Polling that asks people whether they’re for or against abortion or what their opinions are on particular gestational limits runs up against the fact that most people don’t spend a lot of time thinking through their opinions on abortion nor do they understand a lot about it, she said. A series of polls by YouGov found that Americans don’t know much about abortions in general, like when abortions are typically performed (in the first six weeks), who gets them (people with kids), and how prevalent they are (42 percent of unplanned pregnancies end in abortion). The number of abortions in the US jumped 8 percent from 2017 to 2020, after decades of decline.

Surface-level answers about abortion don’t always get at what people really think.

When PerryUndem asked the binary question of whether abortion should generally be legal or illegal in the second three months of pregnancy, a majority, 57 percent of voters, said it should be illegal. But when it asked more qualitative follow-ups about their viewpoints, a third of those who said it should be illegal also said they’d prefer their state lawmakers stay out of this issue. Additionally, when asked something more personal — what Americans want the experience to be like for a woman who has chosen to have an abortion — the vast majority said they want abortion to be safe (95 percent), legal (85 percent), and without protesters (83 percent).

Overall, Undem said, such broad-based polling makes people’s opinions on abortion seem more politicized and contentious than they are, though the issue does often fall on partisan lines.

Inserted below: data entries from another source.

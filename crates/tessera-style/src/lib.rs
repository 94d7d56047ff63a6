//! Configuration for Horizon Tessera.
//!
//! A single INI file controls shadows, colors and mouse support, overrides
//! per-kind key bindings and key remaps, and predefines workspaces with
//! window placement rules. See [`StyleConfig`] for the layout.

mod colors;
mod config;
mod error;

pub use colors::{ColorPair, ColorRole, Palette};
pub use config::{BindingEntry, GeneralSettings, KeyRemap, KindBindings, StyleConfig, WorkspaceRule};
pub use error::{Error, Result};
//! Workspaces: named groups of windows, only one shown at a time.

use slotmap::new_key_type;
use tessera_style::WorkspaceRule;

use crate::widget::WidgetId;

new_key_type! {
    /// Identifier of a workspace.
    pub struct WorkspaceId;
}

/// A named set of windows.
///
/// `list` keeps placement order (used by `switch-window-n` and the shift
/// actions); `ordered` keeps focus history with the focused window first.
#[derive(Debug, Clone, Default, PartialEq, Eq)]
pub struct Workspace {
    pub(crate) name: String,
    pub(crate) list: Vec<WidgetId>,
    pub(crate) ordered: Vec<WidgetId>,
    pub(crate) rule: Option<WorkspaceRule>,
}

impl Workspace {
    pub(crate) fn new(name: impl Into<String>, rule: Option<WorkspaceRule>) -> Self {
        Self {
            name: name.into(),
            list: Vec::new(),
            ordered: Vec::new(),
            rule,
        }
    }

    pub fn name(&self) -> &str {
        &self.name
    }

    /// Windows in placement order.
    pub fn windows(&self) -> &[WidgetId] {
        &self.list
    }

    /// The most recently focused window.
    pub fn focused(&self) -> Option<WidgetId> {
        self.ordered.first().copied()
    }

    pub fn contains(&self, window: WidgetId) -> bool {
        self.list.contains(&window)
    }

    pub fn len(&self) -> usize {
        self.list.len()
    }

    pub fn is_empty(&self) -> bool {
        self.list.is_empty()
    }

    /// Whether a window with this name/title belongs here by rule.
    pub fn claims(&self, name: Option<&str>, title: Option<&str>) -> bool {
        self.rule.as_ref().is_some_and(|rule| rule.matches(name, title))
    }

    pub(crate) fn push(&mut self, window: WidgetId) {
        self.list.push(window);
        self.ordered.push(window);
    }

    pub(crate) fn remove(&mut self, window: WidgetId) {
        self.list.retain(|&w| w != window);
        self.ordered.retain(|&w| w != window);
    }

    /// Move `window` to the front of the focus history.
    pub(crate) fn bring_to_front(&mut self, window: WidgetId) {
        self.ordered.retain(|&w| w != window);
        self.ordered.insert(0, window);
    }
}

#[cfg(test)]
mod tests {
    use slotmap::SlotMap;

    use super::*;

    #[test]
    fn test_focus_history_is_separate_from_placement() {
        let mut ids: SlotMap<WidgetId, ()> = SlotMap::with_key();
        let (a, b, c) = (ids.insert(()), ids.insert(()), ids.insert(()));
        let mut ws = Workspace::new("main", None);
        ws.push(a);
        ws.push(b);
        ws.push(c);
        ws.bring_to_front(c);
        assert_eq!(ws.windows(), &[a, b, c]);
        assert_eq!(ws.focused(), Some(c));

        ws.remove(c);
        assert_eq!(ws.focused(), Some(a));
        assert_eq!(ws.len(), 2);
    }

    #[test]
    fn test_rule_claims_by_name_or_title() {
        let rule = WorkspaceRule {
            name: "chat".into(),
            window_names: vec!["buddylist".into()],
            window_titles: vec!["Conversations".into()],
        };
        let ws = Workspace::new("chat", Some(rule));
        assert!(ws.claims(Some("buddylist"), None));
        assert!(ws.claims(None, Some("Conversations")));
        assert!(!ws.claims(Some("other"), Some("Other")));
        assert!(!Workspace::new("plain", None).claims(Some("buddylist"), None));
    }
}
//! The `WM` kind: window-manager actions and their default triggers.
//!
//! | action               | trigger        |
//! |----------------------|----------------|
//! | `window-next`        | `a-n`          |
//! | `window-prev`        | `a-p`          |
//! | `window-next-urgent` | `a-tab`        |
//! | `window-prev-urgent` | `a-shift-tab`  |
//! | `window-close`       | `a-c`          |
//! | `start-move`         | `a-m`          |
//! | `start-resize`       | `a-r`          |
//! | `window-scroll-down` | `a-c-j`        |
//! | `window-scroll-up`   | `a-c-k`        |
//! | `shift-left`         | `a-,`          |
//! | `shift-right`        | `a-.`          |
//! | `workspace-new`      | `f9`           |
//! | `workspace-next`     | `a->`          |
//! | `workspace-prev`     | `a-<`          |
//! | `window-tag`         | `a-t`          |
//! | `place-tagged`       | `a-T`          |
//! | `switch-window-n`    | `a-1` … `a-0`  |
//! | `ignore-keys-start`  | `c-g`          |
//! | `ignore-keys-end`    | `a-c-g`        |
//! | `refresh-screen`     | `a-l`          |

use tessera_core::logging::targets;

use super::manager::WindowManager;
use crate::binding::{ActionCallback, ActionParam, KindBuilder};
use crate::widget::{WidgetFlags, WidgetId};

pub(crate) fn wm_class_init(k: &mut KindBuilder<'_, WindowManager>) {
    k.action("window-next", plain(|wm| wm.cycle_window(true)))
        .action("window-prev", plain(|wm| wm.cycle_window(false)))
        .action("window-next-urgent", plain(|wm| wm.focus_urgent(true)))
        .action("window-prev-urgent", plain(|wm| wm.focus_urgent(false)))
        .action(
            "window-close",
            plain(|wm| wm.focused_window().is_some_and(|window| wm.close_window(window))),
        )
        .action("start-move", plain(WindowManager::start_move))
        .action("start-resize", plain(WindowManager::start_resize))
        .action(
            "window-scroll-down",
            plain(|wm| wm.focused_window().is_some_and(|window| wm.scroll_window(window, 1))),
        )
        .action(
            "window-scroll-up",
            plain(|wm| wm.focused_window().is_some_and(|window| wm.scroll_window(window, -1))),
        )
        .action(
            "shift-left",
            plain(|wm| wm.focused_window().is_some_and(|window| wm.shift_window(window, false))),
        )
        .action(
            "shift-right",
            plain(|wm| wm.focused_window().is_some_and(|window| wm.shift_window(window, true))),
        )
        .action(
            "workspace-new",
            plain(|wm| {
                let index = wm.new_workspace(None);
                wm.switch_workspace(index).is_ok()
            }),
        )
        .action("workspace-next", plain(|wm| wm.step_workspace(true)))
        .action("workspace-prev", plain(|wm| wm.step_workspace(false)))
        .action(
            "window-tag",
            plain(|wm| {
                let Some(window) = wm.focused_window() else {
                    return false;
                };
                wm.toggle_tag(window);
                true
            }),
        )
        .action("place-tagged", plain(|wm| wm.place_tagged() > 0))
        .action(
            "switch-window-n",
            ActionCallback::with_params(|wm: &mut WindowManager, (), params: &[ActionParam]| {
                let Some(n) = params.first().and_then(ActionParam::as_int) else {
                    return false;
                };
                wm.switch_window_n(n)
            }),
        )
        .action(
            "ignore-keys-start",
            plain(|wm| {
                wm.ignore_keys = true;
                tracing::debug!(target: targets::WM, "ignoring keys");
                true
            }),
        )
        .action(
            "ignore-keys-end",
            plain(|wm| {
                let was = wm.ignore_keys;
                wm.ignore_keys = false;
                was
            }),
        )
        .action(
            "refresh-screen",
            plain(|wm| {
                wm.refresh();
                true
            }),
        );

    k.bind("window-next", "a-n")
        .bind("window-prev", "a-p")
        .bind("window-next-urgent", "a-tab")
        .bind("window-prev-urgent", "a-shift-tab")
        .bind("window-close", "a-c")
        .bind("start-move", "a-m")
        .bind("start-resize", "a-r")
        .bind("window-scroll-down", "a-c-j")
        .bind("window-scroll-up", "a-c-k")
        .bind("shift-left", "a-,")
        .bind("shift-right", "a-.")
        .bind("workspace-new", "f9")
        .bind("workspace-next", "a->")
        .bind("workspace-prev", "a-<")
        .bind("window-tag", "a-t")
        .bind("place-tagged", "a-T")
        .bind("ignore-keys-start", "c-g")
        .bind("ignore-keys-end", "a-c-g")
        .bind("refresh-screen", "a-l");

    // a-1 selects the first window, ..., a-0 the tenth.
    for (digit, index) in ('1'..='9').zip(0..).chain(std::iter::once(('0', 9))) {
        k.bind_with("switch-window-n", &format!("a-{digit}"), vec![ActionParam::Int(index)]);
    }
}

fn plain(f: impl Fn(&mut WindowManager) -> bool + 'static) -> ActionCallback<WindowManager> {
    ActionCallback::new(move |wm: &mut WindowManager, ()| f(wm))
}

impl WindowManager {
    /// Focus the next or previous window of the current workspace, in
    /// placement order.
    pub fn cycle_window(&mut self, forward: bool) -> bool {
        let list = self.workspaces[self.current].windows().to_vec();
        let Some(next) = neighbour(&list, self.focused_window(), forward) else {
            return false;
        };
        self.give_focus(next)
    }

    /// Focus the next or previous urgent window on any workspace.
    pub fn focus_urgent(&mut self, forward: bool) -> bool {
        let all: Vec<WidgetId> = self
            .workspaces
            .iter()
            .flat_map(|ws| ws.windows().iter().copied())
            .collect();
        let focused = self.focused_window();
        let start = focused.and_then(|f| all.iter().position(|&w| w == f));
        let len = all.len();
        let found = (1..=len)
            .map(|step| match (start, forward) {
                (Some(start), true) => all[(start + step) % len],
                (Some(start), false) => all[(start + len * step - step) % len],
                (None, true) => all[step - 1],
                (None, false) => all[len - step],
            })
            .filter(|&w| Some(w) != focused)
            .find(|&w| self.tree.base(w).is_some_and(|base| base.has_flag(WidgetFlags::URGENT)));
        found.is_some_and(|window| self.give_focus(window))
    }

    /// Switch to the neighbouring workspace, wrapping around.
    pub fn step_workspace(&mut self, forward: bool) -> bool {
        let count = self.workspaces.len();
        if count < 2 {
            return false;
        }
        let index = if forward {
            (self.current + 1) % count
        } else {
            (self.current + count - 1) % count
        };
        self.switch_workspace(index).is_ok()
    }

    /// Focus the `n`th window (0-based) of the current workspace.
    pub fn switch_window_n(&mut self, n: i64) -> bool {
        let window = usize::try_from(n)
            .ok()
            .and_then(|n| self.workspaces[self.current].windows().get(n).copied());
        window.is_some_and(|window| self.give_focus(window))
    }
}

fn neighbour(list: &[WidgetId], current: Option<WidgetId>, forward: bool) -> Option<WidgetId> {
    if list.len() < 2 {
        return None;
    }
    let len = list.len();
    let index = current.and_then(|c| list.iter().position(|&w| w == c))?;
    let next = if forward { (index + 1) % len } else { (index + len - 1) % len };
    Some(list[next])
}
//! Keyboard and mouse dispatch.
//!
//! Every decoded key goes through [`WindowManager::dispatch_key`]:
//!
//! 1. `WaitOnChild` drops it.
//! 2. Resize and move modes consume it (arrows adjust, enter confirms,
//!    escape cancels).
//! 3. An active popup menu receives it exclusively.
//! 4. The WM kind's bindings are tried, unless keys are being ignored.
//! 5. The focused window gets it.
//!
//! Requests queued by widgets along the way are processed before returning.

use tessera_core::logging::{span_names, targets};
use tessera_core::MouseEvent;
use tessera_render::{Point, Rect, Size};

use super::manager::{PopupMenu, WindowManager};
use super::mode::InputMode;
use crate::widget::WidgetId;

#[derive(Debug, Clone, Copy, PartialEq, Eq)]
enum ModeKey {
    Left,
    Right,
    Up,
    Down,
    Confirm,
    Cancel,
    Other,
}

impl WindowManager {
    /// Feed raw terminal bytes.
    ///
    /// Complete keys are dispatched immediately. A tail that may still grow
    /// into a longer sequence is held back; the caller arms the escape-delay
    /// timer while [`has_pending_input`](Self::has_pending_input) is true and
    /// calls [`flush_input`](Self::flush_input) when it fires.
    pub fn process_input(&mut self, bytes: &[u8]) {
        let keys = {
            let bound = self.toolkit.recognizer().read();
            let names = self.toolkit.names();
            self.decoder.feed(bytes, &bound, names.sequences())
        };
        self.dispatch_all(keys);
    }

    /// Resolve a held-back tail, typically a lone escape.
    pub fn flush_input(&mut self) {
        let keys = {
            let bound = self.toolkit.recognizer().read();
            let names = self.toolkit.names();
            self.decoder.flush(&bound, names.sequences())
        };
        self.dispatch_all(keys);
    }

    pub fn has_pending_input(&self) -> bool {
        self.decoder.has_pending()
    }

    fn dispatch_all(&mut self, keys: Vec<Vec<u8>>) {
        for key in keys {
            self.dispatch_key(&key);
        }
    }

    /// Route one decoded key. Returns whether anything handled it.
    ///
    /// The key counts as user input: windows created while it is handled
    /// take focus.
    pub fn dispatch_key(&mut self, key: &[u8]) -> bool {
        let _span = tracing::trace_span!(target: targets::WM, span_names::DISPATCH, key = %key.escape_ascii()).entered();

        let outer = std::mem::replace(&mut self.event_stack, true);
        let handled = match self.mode {
            InputMode::WaitOnChild { pid } => {
                tracing::trace!(target: targets::WM, pid, "input dropped while waiting on child");
                false
            }
            InputMode::Resize { .. } | InputMode::Move { .. } => self.mode_key(key),
            InputMode::Normal => self.normal_key(key),
        };
        self.process_requests();
        self.event_stack = outer;
        handled
    }

    fn normal_key(&mut self, key: &[u8]) -> bool {
        if let Some(menu) = self.menu {
            if !self.tree.key_pressed(menu.menu, key) && self.classify_mode_key(key) == ModeKey::Cancel {
                self.dismiss_menu();
            }
            return true;
        }

        if self.ignore_keys {
            if self.kinds.bound_action(self.kind, key).as_deref() == Some("ignore-keys-end") {
                return self.perform_wm_key(key);
            }
        } else if self.perform_wm_key(key) {
            return true;
        }

        match self.focused_window() {
            Some(window) => self.tree.key_pressed(window, key),
            None => false,
        }
    }

    fn classify_mode_key(&self, key: &[u8]) -> ModeKey {
        let names = self.toolkit.names();
        let is = |name: &str| names.sequence(name) == Some(key);
        if is("left") {
            ModeKey::Left
        } else if is("right") {
            ModeKey::Right
        } else if is("up") {
            ModeKey::Up
        } else if is("down") {
            ModeKey::Down
        } else if is("enter") {
            ModeKey::Confirm
        } else if is("escape") {
            ModeKey::Cancel
        } else {
            ModeKey::Other
        }
    }

    // =========================================================================
    // Resize and move
    // =========================================================================

    /// Enter RESIZE mode on the focused window.
    pub fn start_resize(&mut self) -> bool {
        let Some(window) = self.focused_window() else {
            return false;
        };
        let Some(pending) = self.tree.base(window).map(|base| base.size()) else {
            return false;
        };
        self.set_mode(InputMode::Resize { window, pending });
        true
    }

    /// Enter MOVE mode on the focused window.
    pub fn start_move(&mut self) -> bool {
        let Some(window) = self.focused_window() else {
            return false;
        };
        let Some(pending) = self.tree.base(window).map(|base| base.position()) else {
            return false;
        };
        self.set_mode(InputMode::Move { window, pending });
        true
    }

    fn mode_key(&mut self, key: &[u8]) -> bool {
        let key = self.classify_mode_key(key);
        match key {
            ModeKey::Confirm => self.confirm_mode(),
            ModeKey::Cancel => self.cancel_mode(),
            ModeKey::Other => {}
            arrow => self.adjust_pending(arrow),
        }
        true
    }

    fn adjust_pending(&mut self, key: ModeKey) {
        let (dx, dy) = match key {
            ModeKey::Left => (-1, 0),
            ModeKey::Right => (1, 0),
            ModeKey::Up => (0, -1),
            ModeKey::Down => (0, 1),
            _ => return,
        };
        match self.mode {
            InputMode::Resize { window, pending } => {
                let Some(base) = self.tree.base(window) else {
                    return;
                };
                let (origin, min) = (base.position(), base.min_size());
                // The minimum wins when it does not fit before the screen edge.
                let fit = |value: i32, min: i32, room: i32| {
                    let min = min.max(1);
                    value.min(room.max(min)).max(min)
                };
                let pending = Size::new(
                    fit(pending.width + dx, min.width, self.screen.width - origin.x),
                    fit(pending.height + dy, min.height, self.screen.height - origin.y),
                );
                self.mode = InputMode::Resize { window, pending };
            }
            InputMode::Move { window, pending } => {
                let Some(size) = self.tree.base(window).map(|base| base.size()) else {
                    return;
                };
                let pending = self.clamp_origin(Point::new(pending.x + dx, pending.y + dy), size);
                self.mode = InputMode::Move { window, pending };
            }
            InputMode::Normal | InputMode::WaitOnChild { .. } => {}
        }
    }

    /// Apply the pending geometry and return to NORMAL.
    ///
    /// A resize goes through the window's size negotiation, so either a
    /// `confirm_resize` slot or the widgets themselves can refuse it; a
    /// refused geometry leaves the window unchanged.
    pub fn confirm_mode(&mut self) {
        let mode = self.mode;
        self.set_mode(InputMode::Normal);
        match mode {
            InputMode::Resize { window, pending } => {
                if !self.signals().confirm_resize.emit(&(window, pending)) {
                    tracing::debug!(target: targets::WM, ?window, "resize vetoed");
                    return;
                }
                if !self.tree.set_size(window, pending.width, pending.height) {
                    tracing::debug!(target: targets::WM, ?window, "resize refused by widget");
                    return;
                }
                let size = self.tree.base(window).map(|base| base.size()).unwrap_or(pending);
                tracing::debug!(target: targets::WM, ?window, width = size.width, height = size.height, "window resized");
                self.signals().window_resized.emit((window, size));
            }
            InputMode::Move { window, pending } => {
                if !self.signals().confirm_move.emit(&(window, pending)) {
                    tracing::debug!(target: targets::WM, ?window, "move vetoed");
                    return;
                }
                self.tree.place(window, pending.x, pending.y);
                tracing::debug!(target: targets::WM, ?window, x = pending.x, y = pending.y, "window moved");
                self.signals().window_moved.emit((window, pending));
            }
            InputMode::Normal | InputMode::WaitOnChild { .. } => {}
        }
    }

    /// Abandon the pending geometry without touching the window.
    pub fn cancel_mode(&mut self) {
        if self.mode.window().is_some() {
            self.set_mode(InputMode::Normal);
        }
    }

    /// The outline of a pending resize or move, in screen coordinates.
    pub fn pending_geometry(&self) -> Option<Rect> {
        match self.mode {
            InputMode::Resize { window, pending } => {
                let origin = self.tree.base(window)?.position();
                Some(Rect::from_parts(origin, pending))
            }
            InputMode::Move { window, pending } => {
                let size = self.tree.base(window)?.size();
                Some(Rect::from_parts(pending, size))
            }
            InputMode::Normal | InputMode::WaitOnChild { .. } => None,
        }
    }

    // =========================================================================
    // Menus
    // =========================================================================

    /// Pop up `menu` next to `owner`; it receives all keys until dismissed.
    pub fn show_menu(&mut self, owner: WidgetId, menu: WidgetId) {
        if !self.tree.contains(menu) {
            return;
        }
        self.dismiss_menu();
        self.tree.map(menu);
        let anchor = self
            .tree
            .base(owner)
            .map(|base| base.position().offset(1, 1))
            .unwrap_or(Point::ZERO);
        let size = self.tree.base(menu).map(|base| base.size()).unwrap_or(Size::ZERO);
        let origin = self.clamp_origin(anchor, size);
        self.tree.place(menu, origin.x, origin.y);
        self.tree.set_focus(menu, true);
        self.tree.draw(menu);
        self.menu = Some(PopupMenu { owner, menu });
        tracing::debug!(target: targets::WM, ?owner, ?menu, "menu shown");
    }

    /// Close the active popup menu. The menu widget is kept.
    pub fn dismiss_menu(&mut self) -> bool {
        let Some(menu) = self.menu.take() else {
            return false;
        };
        self.tree.set_focus(menu.menu, false);
        tracing::debug!(target: targets::WM, menu = ?menu.menu, "menu dismissed");
        true
    }

    // =========================================================================
    // Mouse
    // =========================================================================

    /// The topmost window of the current workspace under a screen point.
    pub fn window_at(&self, x: i32, y: i32) -> Option<WidgetId> {
        let point = Point::new(x, y);
        self.stacking_order()
            .into_iter()
            .rev()
            .find(|&window| self.visible_area(window).is_some_and(|area| area.contains(point)))
    }

    /// Deliver a mouse event.
    ///
    /// A press outside an active menu dismisses it. A press on a window
    /// other than the focused one focuses that window first. The event is
    /// then forwarded to the window in content coordinates.
    pub fn process_click(&mut self, event: MouseEvent, x: i32, y: i32) -> bool {
        if !self.mode.is_normal() {
            return false;
        }
        let outer = std::mem::replace(&mut self.event_stack, true);
        let handled = self.route_click(event, x, y);
        self.event_stack = outer;
        self.process_requests();
        handled
    }

    fn route_click(&mut self, event: MouseEvent, x: i32, y: i32) -> bool {
        if let Some(menu) = self.menu {
            let inside = self
                .tree
                .base(menu.menu)
                .is_some_and(|base| base.geometry().contains(Point::new(x, y)));
            if inside {
                return self.tree.clicked(menu.menu, event, x, y);
            }
            if event.is_press() {
                self.dismiss_menu();
            }
            return true;
        }

        let Some(window) = self.window_at(x, y) else {
            return false;
        };
        if event.is_press() && self.focused_window() != Some(window) {
            self.give_focus(window);
        }
        let scroll = self.node(window).map_or(0, |node| node.scroll);
        self.tree.clicked(window, event, x, y + scroll)
    }
}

“It’s hard to understand through polling, but basically, in all the work I’ve done — qualitative focus groups, in-depth interviews, surveys — the bottom line is that the public wants people making these decisions around abortion, not the government,” she said.

And high-level polling also can eclipse changes that might be going on below the surface.

In May, 55 percent of Americans identified as “pro-choice,” the highest level who’ve done so since 1995, according to Gallup. Part of that could have to do with the fact that Gen Z is substantively more likely to support abortion rights than older generations were at their age, according to Mary Ziegler, a law professor at UC Davis and author of the upcoming book Dollars for Life: The Anti-Abortion Movement and the Fall of the Republican Establishment. The changing identification also might reflect the changing realities people are living in, rather than changing viewpoints, she said.

“It’s likely that what states are doing now is too much for people,” Ziegler said. “People who might be totally fine with waiting periods and mandatory ultrasounds are looking at this and saying, ‘Sending people to jail if they have an abortion or if they perform an abortion at seven weeks gestation is not something I’m really interested in.’”

Perhaps unsurprisingly, people who identify as for or against abortion rights tend to have vastly different ideas about issues like adoption, murder, and bodily autonomy, according to polling by YouGov. Some 90 percent of those who say they are “pro-choice” believe forcing someone into an unwanted pregnancy infringes on their bodily autonomy; the same percentage of people who identify as “pro-life” believe abortion is the same as murdering a child.

Undem also sees abortion as moving from an issue of women’s rights to a broader issue of power and control, and who has a voice in this country.

“They think power is consolidated into a small handful of people of a particular view that represents the minority and this is just one thing. It’s a big thing, but they see it as part of this larger issue,” Undem said, that includes things like voting rights and democracy. “Everything’s changing, going backward, for the negative, and it’s almost like people are just feeling loss.”